The class starts a separate thread which retrieves source events and invokes the emit method of the output port; the output port buffers events until the flush method is called at which point all buffered events are emitted.

PubSubWebSocketAppDataResult (QueryResult)

This is the dashboard connector for results of visualization queries and is the result counterpart of the previous input query operator:

public class PubSubWebSocketAppDataResult extends PubSubWebSocketOutputOperator<String>
implements AppData.ConnectionInfoProvider {
  ...
}

This class merely overrides the generic convertMapToMessage method of the base class to generate the required JSON publish message.

public class PubSubWebSocketOutputOperator<T> extends WebSocketOutputOperator<T> {
  ...
}

This class, similarly, doesn't do much – the convertMapToMessage method converts input data into a suitable JSON object for publishing to the registered topic.

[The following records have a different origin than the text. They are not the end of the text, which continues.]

//! Positions API endpoint

use super::{decimal_arg, path_id};
use crate::error::{Error, Result};
use crate::http::{ApiRequest, RequestPipeline};
use crate::types::common::{decode, decode_list, fill_missing};
use crate::types::{Position, RiskOrder};
use serde_json::{Map, Value, json};

/// Manage open positions and their stop-loss / take-profit orders.
#[derive(Debug, Clone)]
pub struct Positions {
    pipeline: RequestPipeline,
}

impl Positions {
    pub(crate) fn new(pipeline: RequestPipeline) -> Self {
        Self { pipeline }
    }

    fn path(position_id: &str, suffix: &str) -> Result<String> {
        let position_id = path_id("position_id", position_id)?;
        Ok(format!("/futures/positions/{position_id}{suffix}"))
    }

    async fn position(&self, request: ApiRequest, position_id: &str) -> Result<Position> {
        let mut data = self.pipeline.execute(&request).await?;
        if data.is_null() {
            data = Value::Object(Map::new());
        }
        fill_missing(&mut data, "position_id", position_id.trim());
        decode(data)
    }

    /// Open positions.
    pub async fn list_open(&self) -> Result<Vec<Position>> {
        let data = self
            .pipeline
            .execute(&ApiRequest::get("/futures/positions"))
            .await?;
        decode_list(data)
    }

    /// A single position.
    pub async fn get(&self, position_id: &str) -> Result<Position> {
        let data = self
            .pipeline
            .execute(&ApiRequest::get(Self::path(position_id, "")?))
            .await?;
        decode(data)
    }

    /// Close the whole position at market.
    pub async fn close(&self, position_id: &str) -> Result<bool> {
        self.pipeline
            .execute(&ApiRequest::post(Self::path(position_id, "/close")?))
            .await?;
        Ok(true)
    }

    /// Close `quantity` of the position and return what remains.
    pub async fn close_partial(&self, position_id: &str, quantity: &str) -> Result<Position> {
        let quantity = decimal_arg("quantity", quantity)?;
        let request = ApiRequest::post(Self::path(position_id, "/close/partial")?)
            .json_value(json!({ "quantity": quantity }));
        self.position(request, position_id).await
    }

    /// Flip the position to the opposite side with the same size.
    pub async fn reverse(&self, position_id: &str) -> Result<Position> {
        let request = ApiRequest::post(Self::path(position_id, "/reverse")?);
        self.position(request, position_id).await
    }

    /// Attach stop-loss and/or take-profit orders.
    ///
    /// # Errors
    ///
    /// [`Error::InvalidRequest`] if neither price is given.
    pub async fn set_risk_order(
        &self,
        position_id: &str,
        stoploss_price: Option<&str>,
        takeprofit_price: Option<&str>,
    ) -> Result<bool> {
        let order = risk_order(position_id, stoploss_price, takeprofit_price)?;
        let request = ApiRequest::post(Self::path(position_id, "/riskorder")?).json(&order)?;
        self.pipeline.execute(&request).await?;
        Ok(true)
    }

    /// Attach a stop-loss.
    pub async fn set_stoploss(&self, position_id: &str, price: &str) -> Result<bool> {
        self.set_risk_order(position_id, Some(price), None).await
    }

    /// Attach a take-profit.
    pub async fn set_takeprofit(&self, position_id: &str, price: &str) -> Result<bool> {
        self.set_risk_order(position_id, None, Some(price)).await
    }

    /// Change existing stop-loss and/or take-profit prices.
    ///
    /// # Errors
    ///
    /// [`Error::InvalidRequest`] if neither price is given.
    pub async fn edit_risk_order(
        &self,
        position_id: &str,
        stoploss_price: Option<&str>,
        takeprofit_price: Option<&str>,
    ) -> Result<bool> {
        let order = risk_order(position_id, stoploss_price, takeprofit_price)?;
        let request = ApiRequest::patch(Self::path(position_id, "/riskorder")?).json(&order)?;
        self.pipeline.execute(&request).await?;
        Ok(true)
    }

    /// One page of closed positions.
    pub async fn history(&self, page: u32, per_page: u32) -> Result<Vec<Position>> {
        let request = ApiRequest::get("/futures/positions/history")
            .query("page", page)
            .query("per_page", per_page);

        let data = self.pipeline.execute(&request).await?;
        decode_list(data)
    }
}

fn risk_order(
    position_id: &str,
    stoploss_price: Option<&str>,
    takeprofit_price: Option<&str>,
) -> Result<RiskOrder> {
    let mut order = RiskOrder::new(position_id.trim());
    if let Some(price) = stoploss_price {
        order = order.stoploss(price);
    }
    if let Some(price) = takeprofit_price {
        order = order.takeprofit(price);
    }
    if order.is_empty() {
        return Err(Error::InvalidRequest(
            "risk order needs a stop-loss or take-profit price".to_string(),
        ));
    }
    Ok(order)
}

#[cfg(test)]
mod tests {
    use super::*;
    use assert_matches::assert_matches;

    #[test]
    fn test_paths() {
        assert_eq!(
            Positions::path("p-1", "/close/partial").unwrap(),
            "/futures/positions/p-1/close/partial"
        );
        assert_matches!(Positions::path("", "/close"), Err(Error::InvalidRequest(_)));
    }

    #[test]
    fn test_risk_order_requires_a_price() {
        assert_matches!(risk_order("p-1", None, None), Err(Error::InvalidRequest(_)));
        assert_matches!(risk_order("p-1", Some(""), None), Err(Error::InvalidRequest(_)));

        let order = risk_order("p-1", None, Some("70000")).unwrap();
        assert_eq!(order.takeprofit_price.as_deref(), Some("70000"));
        assert_eq!(order.stoploss_price, None);
    }
}
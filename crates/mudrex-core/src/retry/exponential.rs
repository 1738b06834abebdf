//! Exponential backoff with jitter.

use super::strategy::{BackoffStrategy, RetryHint};
use async_trait::async_trait;
use std::future::Future;
use std::time::Duration;

/// Exponential backoff strategy with configurable jitter.
///
/// Fallback delays grow as `initial_delay * multiplier^attempt`, capped at
/// `max_delay`. A delay hinted by the error ([`RetryHint::retry_after`]) is
/// used verbatim instead, without jitter or cap.
///
/// ```text
/// base_delay   = initial_delay * (multiplier ^ n)
/// jittered     = base_delay + base_delay * jitter * random(-1.0, +1.0)
/// final_delay  = min(jittered, max_delay)
/// ```
///
/// # Examples
///
/// ```rust
/// use mudrex_core::retry::{BackoffStrategy, ExponentialBackoff};
/// use std::time::Duration;
///
/// let backoff = ExponentialBackoff::builder()
///     .max_retries(5)
///     .initial_delay(Duration::from_millis(100))
///     .max_delay(Duration::from_secs(30))
///     .jitter(0.0)
///     .build();
///
/// assert_eq!(backoff.next_delay(2), Some(Duration::from_millis(400)));
/// ```
#[derive(Debug, Clone)]
pub struct ExponentialBackoff {
    max_retries: u32,
    initial_delay: Duration,
    max_delay: Duration,
    multiplier: f64,
    jitter: f64,
}

impl ExponentialBackoff {
    /// Create a new builder for configuring exponential backoff.
    pub fn builder() -> ExponentialBackoffBuilder {
        ExponentialBackoffBuilder::default()
    }

    /// Initial fallback delay.
    pub fn initial_delay(&self) -> Duration {
        self.initial_delay
    }

    /// Upper bound for fallback delays.
    pub fn max_delay(&self) -> Duration {
        self.max_delay
    }
}

impl Default for ExponentialBackoff {
    /// Defaults:
    /// - `max_retries`: 3
    /// - `initial_delay`: 1s
    /// - `max_delay`: 30s
    /// - `multiplier`: 2.0
    /// - `jitter`: 0.1
    fn default() -> Self {
        ExponentialBackoffBuilder::default().build()
    }
}

#[async_trait]
impl BackoffStrategy for ExponentialBackoff {
    async fn execute<F, Fut, T, E>(&self, operation: F) -> Result<T, E>
    where
        F: Fn(u32) -> Fut + Send + Sync,
        Fut: Future<Output = Result<T, E>> + Send,
        T: Send,
        E: RetryHint + Send,
    {
        let mut attempt = 0;
        loop {
            match operation(attempt).await {
                Ok(result) => return Ok(result),
                Err(err) if !err.is_retryable() => return Err(err),
                Err(err) if attempt >= self.max_retries => {
                    #[cfg(feature = "tracing")]
                    tracing::warn!(
                        attempts = attempt + 1,
                        retry_after_ms = err.retry_after().map(|d| d.as_millis() as u64),
                        "Retry budget exhausted"
                    );
                    return Err(err);
                }
                Err(err) => {
                    let delay = self.delay_for(err.retry_after(), attempt);
                    #[cfg(feature = "tracing")]
                    tracing::warn!(
                        attempt = attempt + 1,
                        max_retries = self.max_retries,
                        delay_ms = delay.as_millis() as u64,
                        hinted = err.retry_after().is_some(),
                        "Retrying after backoff"
                    );
                    tokio::time::sleep(delay).await;
                    attempt += 1;
                }
            }
        }
    }

    fn next_delay(&self, attempt: u32) -> Option<Duration> {
        let exponent = attempt.min(i32::MAX as u32) as i32;
        let base_delay = self.initial_delay.as_secs_f64() * self.multiplier.powi(exponent);

        let jittered = if self.jitter > 0.0 {
            let jitter_amount = base_delay * self.jitter * (rand::random::<f64>() - 0.5) * 2.0;
            base_delay + jitter_amount
        } else {
            base_delay
        };

        let capped = jittered.min(self.max_delay.as_secs_f64()).max(0.0);
        Some(Duration::from_secs_f64(capped))
    }

    fn max_retries(&self) -> u32 {
        self.max_retries
    }
}

/// Builder for configuring `ExponentialBackoff`.
#[derive(Debug, Default)]
pub struct ExponentialBackoffBuilder {
    max_retries: Option<u32>,
    initial_delay: Option<Duration>,
    max_delay: Option<Duration>,
    multiplier: Option<f64>,
    jitter: Option<f64>,
}

impl ExponentialBackoffBuilder {
    /// Set the maximum number of retry attempts.
    ///
    /// Default: 3
    pub fn max_retries(mut self, max_retries: u32) -> Self {
        self.max_retries = Some(max_retries);
        self
    }

    /// Set the initial fallback delay.
    ///
    /// Default: 1s
    pub fn initial_delay(mut self, delay: Duration) -> Self {
        self.initial_delay = Some(delay);
        self
    }

    /// Set the cap for fallback delays.
    ///
    /// Default: 30s
    pub fn max_delay(mut self, delay: Duration) -> Self {
        self.max_delay = Some(delay);
        self
    }

    /// Set the exponential multiplier.
    ///
    /// Default: 2.0
    pub fn multiplier(mut self, multiplier: f64) -> Self {
        self.multiplier = Some(multiplier);
        self
    }

    /// Set the jitter factor, clamped to `0.0..=1.0`.
    ///
    /// Default: 0.1
    pub fn jitter(mut self, jitter: f64) -> Self {
        self.jitter = Some(jitter.clamp(0.0, 1.0));
        self
    }

    /// Build the `ExponentialBackoff` instance.
    pub fn build(self) -> ExponentialBackoff {
        ExponentialBackoff {
            max_retries: self.max_retries.unwrap_or(3),
            initial_delay: self.initial_delay.unwrap_or(Duration::from_secs(1)),
            max_delay: self.max_delay.unwrap_or(Duration::from_secs(30)),
            multiplier: self.multiplier.unwrap_or(2.0),
            jitter: self.jitter.unwrap_or(0.1),
        }
    }
}

#[cfg(test)]
mod tests {
    use super::*;
    use std::sync::Arc;
    use std::sync::atomic::{AtomicU32, Ordering};

    #[derive(Debug, PartialEq)]
    enum TestError {
        Throttled(Option<Duration>),
        Fatal,
    }

    impl RetryHint for TestError {
        fn is_retryable(&self) -> bool {
            matches!(self, TestError::Throttled(_))
        }

        fn retry_after(&self) -> Option<Duration> {
            match self {
                TestError::Throttled(hint) => *hint,
                TestError::Fatal => None,
            }
        }
    }

    #[test]
    fn test_exponential_delay_calculation() {
        let backoff = ExponentialBackoff::builder()
            .initial_delay(Duration::from_millis(100))
            .max_delay(Duration::from_secs(10))
            .jitter(0.0)
            .build();

        assert_eq!(backoff.next_delay(0).unwrap(), Duration::from_millis(100));
        assert_eq!(backoff.next_delay(1).unwrap(), Duration::from_millis(200));
        assert_eq!(backoff.next_delay(2).unwrap(), Duration::from_millis(400));
        assert_eq!(backoff.next_delay(3).unwrap(), Duration::from_millis(800));
    }

    #[test]
    fn test_max_delay_cap() {
        let backoff = ExponentialBackoff::builder()
            .initial_delay(Duration::from_secs(1))
            .max_delay(Duration::from_secs(5))
            .multiplier(10.0)
            .jitter(0.0)
            .build();

        for attempt in 5..10 {
            let delay = backoff.next_delay(attempt).unwrap();
            assert!(
                delay <= Duration::from_secs(5),
                "Delay at attempt {} ({:?}) exceeded max_delay",
                attempt,
                delay
            );
        }
    }

    #[test]
    fn test_jitter_stays_in_range() {
        let backoff = ExponentialBackoff::builder()
            .initial_delay(Duration::from_secs(1))
            .max_delay(Duration::from_secs(60))
            .jitter(0.5)
            .build();

        for _ in 0..20 {
            let millis = backoff.next_delay(0).unwrap().as_millis();
            assert!(
                (500..=1500).contains(&millis),
                "Delay with 50% jitter should be in [500ms, 1500ms], got {}ms",
                millis
            );
        }
    }

    #[test]
    fn test_builder_defaults() {
        let backoff = ExponentialBackoff::default();

        assert_eq!(backoff.max_retries, 3);
        assert_eq!(backoff.initial_delay, Duration::from_secs(1));
        assert_eq!(backoff.max_delay, Duration::from_secs(30));
        assert_eq!(backoff.multiplier, 2.0);
        assert_eq!(backoff.jitter, 0.1);
    }

    #[test]
    fn test_jitter_clamped() {
        assert_eq!(ExponentialBackoff::builder().jitter(2.0).build().jitter, 1.0);
        assert_eq!(ExponentialBackoff::builder().jitter(-0.5).build().jitter, 0.0);
    }

    #[tokio::test(start_paused = true)]
    async fn test_hinted_delay_is_honoured() {
        let backoff = ExponentialBackoff::builder()
            .max_retries(3)
            .initial_delay(Duration::from_millis(1))
            .jitter(0.0)
            .build();

        let attempts = Arc::new(AtomicU32::new(0));
        let started = tokio::time::Instant::now();

        let result = backoff
            .execute(|_| {
                let attempts = Arc::clone(&attempts);
                async move {
                    if attempts.fetch_add(1, Ordering::SeqCst) == 0 {
                        Err(TestError::Throttled(Some(Duration::from_secs(2))))
                    } else {
                        Ok(42)
                    }
                }
            })
            .await;

        assert_eq!(result, Ok(42));
        assert_eq!(attempts.load(Ordering::SeqCst), 2);
        assert!(started.elapsed() >= Duration::from_secs(2));
    }

    #[tokio::test(start_paused = true)]
    async fn test_budget_exhaustion_returns_last_error() {
        let backoff = ExponentialBackoff::builder()
            .max_retries(2)
            .jitter(0.0)
            .build();

        let attempts = Arc::new(AtomicU32::new(0));

        let result = backoff
            .execute(|attempt| {
                let attempts = Arc::clone(&attempts);
                async move {
                    attempts.fetch_add(1, Ordering::SeqCst);
                    Err::<(), _>(TestError::Throttled(Some(Duration::from_secs(
                        u64::from(attempt) + 1,
                    ))))
                }
            })
            .await;

        // initial attempt + 2 retries, last hint was attempt 2 -> 3s
        assert_eq!(attempts.load(Ordering::SeqCst), 3);
        assert_eq!(
            result,
            Err(TestError::Throttled(Some(Duration::from_secs(3))))
        );
    }

    #[tokio::test(start_paused = true)]
    async fn test_fallback_delay_without_hint() {
        let backoff = ExponentialBackoff::builder()
            .max_retries(2)
            .initial_delay(Duration::from_millis(500))
            .jitter(0.0)
            .build();

        let started = tokio::time::Instant::now();
        let result = backoff
            .execute(|_| async { Err::<(), _>(TestError::Throttled(None)) })
            .await;

        assert!(result.is_err());
        // 500ms + 1000ms of fallback sleeps
        assert!(started.elapsed() >= Duration::from_millis(1500));
    }

    #[tokio::test]
    async fn test_non_retryable_error_is_immediate() {
        let backoff = ExponentialBackoff::builder().max_retries(5).build();
        let attempts = Arc::new(AtomicU32::new(0));

        let result = backoff
            .execute(|_| {
                let attempts = Arc::clone(&attempts);
                async move {
                    attempts.fetch_add(1, Ordering::SeqCst);
                    Err::<(), _>(TestError::Fatal)
                }
            })
            .await;

        assert_eq!(result, Err(TestError::Fatal));
        assert_eq!(attempts.load(Ordering::SeqCst), 1);
    }

    #[tokio::test]
    async fn test_immediate_success() {
        let backoff = ExponentialBackoff::default();
        let result = backoff.execute(|_| async { Ok::<_, TestError>(42) }).await;
        assert_eq!(result, Ok(42));
    }
}
//! Orders and order requests

use super::common::{Model, de, wire_enum};
use chrono::{DateTime, Utc};
use derive_builder::Builder;
use serde::{Deserialize, Serialize, Serializer};

fn one() -> String {
    "1".to_string()
}

fn zero() -> String {
    "0".to_string()
}

/// Direction of an order or position.
#[derive(Debug, Clone, Copy, Default, PartialEq, Eq, Hash, Serialize)]
#[serde(rename_all = "SCREAMING_SNAKE_CASE")]
pub enum OrderType {
    /// Buy / go long
    #[default]
    Long,
    /// Sell / go short
    Short,
}

wire_enum!(OrderType, "order type", {
    Long => "LONG",
    Short => "SHORT",
});

/// How an order executes.
#[derive(Debug, Clone, Copy, Default, PartialEq, Eq, Hash, Serialize)]
#[serde(rename_all = "SCREAMING_SNAKE_CASE")]
pub enum TriggerType {
    /// Fill immediately at the market price
    #[default]
    Market,
    /// Rest on the book at `order_price`
    Limit,
}

wire_enum!(TriggerType, "trigger type", {
    Market => "MARKET",
    Limit => "LIMIT",
});

/// Lifecycle state of an order.
#[derive(Debug, Clone, Copy, Default, PartialEq, Eq, Hash, Serialize)]
#[serde(rename_all = "SCREAMING_SNAKE_CASE")]
pub enum OrderStatus {
    /// Accepted, nothing filled yet
    #[default]
    Open,
    /// Completely filled
    Filled,
    /// Partly filled, remainder still open
    PartiallyFilled,
    /// Cancelled before completion
    Cancelled,
    /// Expired before completion
    Expired,
}

wire_enum!(OrderStatus, "order status", {
    Open => "OPEN",
    Filled => "FILLED",
    PartiallyFilled => "PARTIALLY_FILLED",
    Cancelled => "CANCELLED",
    Expired => "EXPIRED",
});

impl OrderStatus {
    /// Whether the order can still fill.
    pub fn is_active(&self) -> bool {
        matches!(self, OrderStatus::Open | OrderStatus::PartiallyFilled)
    }
}

/// Parameters for placing an order.
///
/// # Example
///
/// ```rust
/// use mudrex::{OrderRequest, OrderType, TriggerType};
///
/// let request = OrderRequest::builder()
///     .quantity("0.01")
///     .order_type(OrderType::Short)
///     .trigger_type(TriggerType::Limit)
///     .order_price("65000")
///     .leverage("10")
///     .stoploss_price("67000")
///     .build()
///     .unwrap();
///
/// assert_eq!(request.takeprofit_price, None);
/// ```
#[derive(Debug, Clone, PartialEq, Builder)]
#[builder(setter(into), build_fn(validate = "Self::validate"))]
pub struct OrderRequest {
    /// Contract quantity
    pub quantity: String,

    /// Long or short
    pub order_type: OrderType,

    /// Market or limit; defaults to market
    #[builder(default)]
    pub trigger_type: TriggerType,

    /// Leverage multiplier; defaults to `"1"`
    #[builder(default = "one()")]
    pub leverage: String,

    /// Limit price, required for limit orders
    #[builder(default, setter(into, strip_option))]
    pub order_price: Option<String>,

    /// Attach a stop-loss at this price
    #[builder(default, setter(into, strip_option))]
    pub stoploss_price: Option<String>,

    /// Attach a take-profit at this price
    #[builder(default, setter(into, strip_option))]
    pub takeprofit_price: Option<String>,

    /// Only reduce an existing position
    #[builder(default)]
    pub reduce_only: bool,
}

impl OrderRequest {
    /// Create a builder for constructing an order request.
    pub fn builder() -> OrderRequestBuilder {
        OrderRequestBuilder::default()
    }

    /// A market order.
    pub fn market(
        order_type: OrderType,
        quantity: impl Into<String>,
        leverage: impl Into<String>,
    ) -> Self {
        Self {
            quantity: quantity.into(),
            order_type,
            trigger_type: TriggerType::Market,
            leverage: leverage.into(),
            order_price: None,
            stoploss_price: None,
            takeprofit_price: None,
            reduce_only: false,
        }
    }

    /// A limit order at `price`.
    pub fn limit(
        order_type: OrderType,
        quantity: impl Into<String>,
        price: impl Into<String>,
        leverage: impl Into<String>,
    ) -> Self {
        Self {
            trigger_type: TriggerType::Limit,
            order_price: Some(price.into()),
            ..Self::market(order_type, quantity, leverage)
        }
    }

    /// Attach a stop-loss.
    pub fn with_stoploss(mut self, price: impl Into<String>) -> Self {
        self.stoploss_price = Some(price.into());
        self
    }

    /// Attach a take-profit.
    pub fn with_takeprofit(mut self, price: impl Into<String>) -> Self {
        self.takeprofit_price = Some(price.into());
        self
    }

    /// Mark the order reduce-only.
    pub fn reduce_only(mut self, reduce_only: bool) -> Self {
        self.reduce_only = reduce_only;
        self
    }
}

impl OrderRequestBuilder {
    fn validate(&self) -> Result<(), String> {
        if let Some(quantity) = &self.quantity
            && quantity.trim().is_empty()
        {
            return Err("quantity must not be empty".to_string());
        }

        let has_price = matches!(&self.order_price, Some(Some(p)) if !p.trim().is_empty());
        if self.trigger_type == Some(TriggerType::Limit) && !has_price {
            return Err("LIMIT orders require order_price".to_string());
        }
        Ok(())
    }
}

/// Request body as sent to the order endpoint.
#[derive(Serialize)]
struct OrderBody<'a> {
    leverage: &'a str,
    quantity: &'a str,
    order_type: OrderType,
    trigger_type: TriggerType,
    reduce_only: bool,
    #[serde(skip_serializing_if = "Option::is_none")]
    order_price: Option<&'a str>,
    #[serde(skip_serializing_if = "Option::is_none")]
    is_stoploss: Option<bool>,
    #[serde(skip_serializing_if = "Option::is_none")]
    stoploss_price: Option<&'a str>,
    #[serde(skip_serializing_if = "Option::is_none")]
    is_takeprofit: Option<bool>,
    #[serde(skip_serializing_if = "Option::is_none")]
    takeprofit_price: Option<&'a str>,
}

fn non_empty(value: &Option<String>) -> Option<&str> {
    value.as_deref().filter(|v| !v.trim().is_empty())
}

impl Serialize for OrderRequest {
    fn serialize<S: Serializer>(&self, serializer: S) -> Result<S::Ok, S::Error> {
        let stoploss_price = non_empty(&self.stoploss_price);
        let takeprofit_price = non_empty(&self.takeprofit_price);

        OrderBody {
            leverage: &self.leverage,
            quantity: &self.quantity,
            order_type: self.order_type,
            trigger_type: self.trigger_type,
            reduce_only: self.reduce_only,
            order_price: non_empty(&self.order_price),
            is_stoploss: stoploss_price.map(|_| true),
            stoploss_price,
            is_takeprofit: takeprofit_price.map(|_| true),
            takeprofit_price,
        }
        .serialize(serializer)
    }
}

/// An order as reported by the exchange.
#[derive(Debug, Clone, PartialEq, Serialize, Deserialize)]
pub struct Order {
    /// Order identifier
    #[serde(default, deserialize_with = "de::flex_string")]
    pub order_id: String,
    /// Asset the order is for
    #[serde(default, deserialize_with = "de::flex_string")]
    pub asset_id: String,
    /// Trading symbol
    #[serde(default, deserialize_with = "de::flex_string")]
    pub symbol: String,
    /// Long or short
    #[serde(default)]
    pub order_type: OrderType,
    /// Market or limit
    #[serde(default)]
    pub trigger_type: TriggerType,
    /// Current state
    #[serde(default)]
    pub status: OrderStatus,
    /// Ordered quantity
    #[serde(default = "zero", deserialize_with = "de::flex_string")]
    pub quantity: String,
    /// Quantity filled so far
    #[serde(default = "zero", deserialize_with = "de::flex_string")]
    pub filled_quantity: String,
    /// Order price; empty for market orders without a price
    #[serde(default, deserialize_with = "de::flex_string")]
    pub price: String,
    /// Leverage multiplier
    #[serde(default = "one", deserialize_with = "de::flex_string")]
    pub leverage: String,
    /// Creation time
    #[serde(default, deserialize_with = "de::opt_timestamp")]
    pub created_at: Option<DateTime<Utc>>,
    /// Last update time
    #[serde(default, deserialize_with = "de::opt_timestamp")]
    pub updated_at: Option<DateTime<Utc>>,
    /// Attached stop-loss price
    #[serde(default, deserialize_with = "de::opt_flex_string")]
    pub stoploss_price: Option<String>,
    /// Attached take-profit price
    #[serde(default, deserialize_with = "de::opt_flex_string")]
    pub takeprofit_price: Option<String>,
}

impl Model for Order {
    const ALIASES: &'static [(&'static str, &'static str)] =
        &[("order_id", "id"), ("price", "order_price")];
}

public class WebSocketOutputOperator<T> extends BaseOperator {
  public final transient DefaultInputPort<T> input = new DefaultInputPort<T>() {
    public void process(T t) {
      ...

      connection.sendTextMessage(convertMapToMessage(t));
    }
  }
}

The key element in this class is the input port (the rest of the code deals with establishing a connection and reconnecting if necessary). As usual, the key method in the input port is process which converts the incoming event to a JSON message and sends it across the connection.

Connecting the operators

Now that we've seen the operator details, we will look at how they are connected in the application. An application must implement the StreamingApplication interface:

public class SalesDemo implements StreamingApplication {
  ...
  public void populateDAG(DAG dag, Configuration conf) {
    JsonSalesGenerator input
      = dag.addOperator("InputGenerator", JsonSalesGenerator.class);
    JsonToMapConverter converter
      = dag.addOperator("Converter", JsonToMapConverter.class);
    EnrichmentOperator enrichmentOperator
      = dag.addOperator("Enrichment", EnrichmentOperator.class);
    DimensionsComputationFlexibleSingleSchemaMap dimensions
      = dag.addOperator("DimensionsComputation", DimensionsComputationFlexibleSingleSchemaMap.class);
    AppDataSingleSchemaDimensionStoreHDHT store
      = dag.addOperator("Store", AppDataSingleSchemaDimensionStoreHDHT.class);

    Operator.OutputPort<String> queryPort;
    Operator.InputPort<String> queryResultPort;

    URI uri = URI.create("ws://" + gatewayAddress + "/pubsub");

    PubSubWebSocketAppDataQuery wsIn = new
    PubSubWebSocketAppDataQuery();
    wsIn.setUri(uri);
    queryPort = wsIn.outputPort;
    dag.addOperator("Query", wsIn);
    dag.addStream("Query", queryPort, store.query).setLocality(Locality.CONTAINER_LOCAL);
    PubSubWebSocketAppDataResult wsOut
      = dag.addOperator("QueryResult", new PubSubWebSocketAppDataResult());
    wsOut.setUri(uri);

    queryResultPort = wsOut.input;
    dag.addStream("InputStream", inputGenerator.getOutputPort(), converter.input);
    dag.addStream("EnrichmentStream", converter.outputMap, enrichmentOperator.inputPort);
    dag.addStream("ConvertStream", enrichmentOperator.outputPort, dimensions.input);
    dag.addStream("DimensionalData", dimensions.output, store.input);
    dag.addStream("QueryResult", store.queryResult, queryResultPort).setLocality(Locality.CONTAINER_LOCAL);
  }
}

The key method to implement in an application is populateDAG; as shown above, the first step is to create instances of all seven operators and add them to the DAG (we have omitted some parts of the code that are related to advanced features or are not directly relevant to the current discussion). Once the operators are added to the DAG, their ports must be connected (as shown in the earlier diagram) using streams. Recall that a stream is represented by the DAG.StreamMeta interface and is created via DAG.addStream(). The first argument is the name of the stream, the second is the output port and the third the input port. These statements form the second part of the populateDAG function.

These two simple steps (a) adding operators to the DAG; and (b) connecting their ports with streams are all it takes to build most applications. Of course, additional steps may be needed to configure suitable properties to achieve the desired performance levels but those are often easier.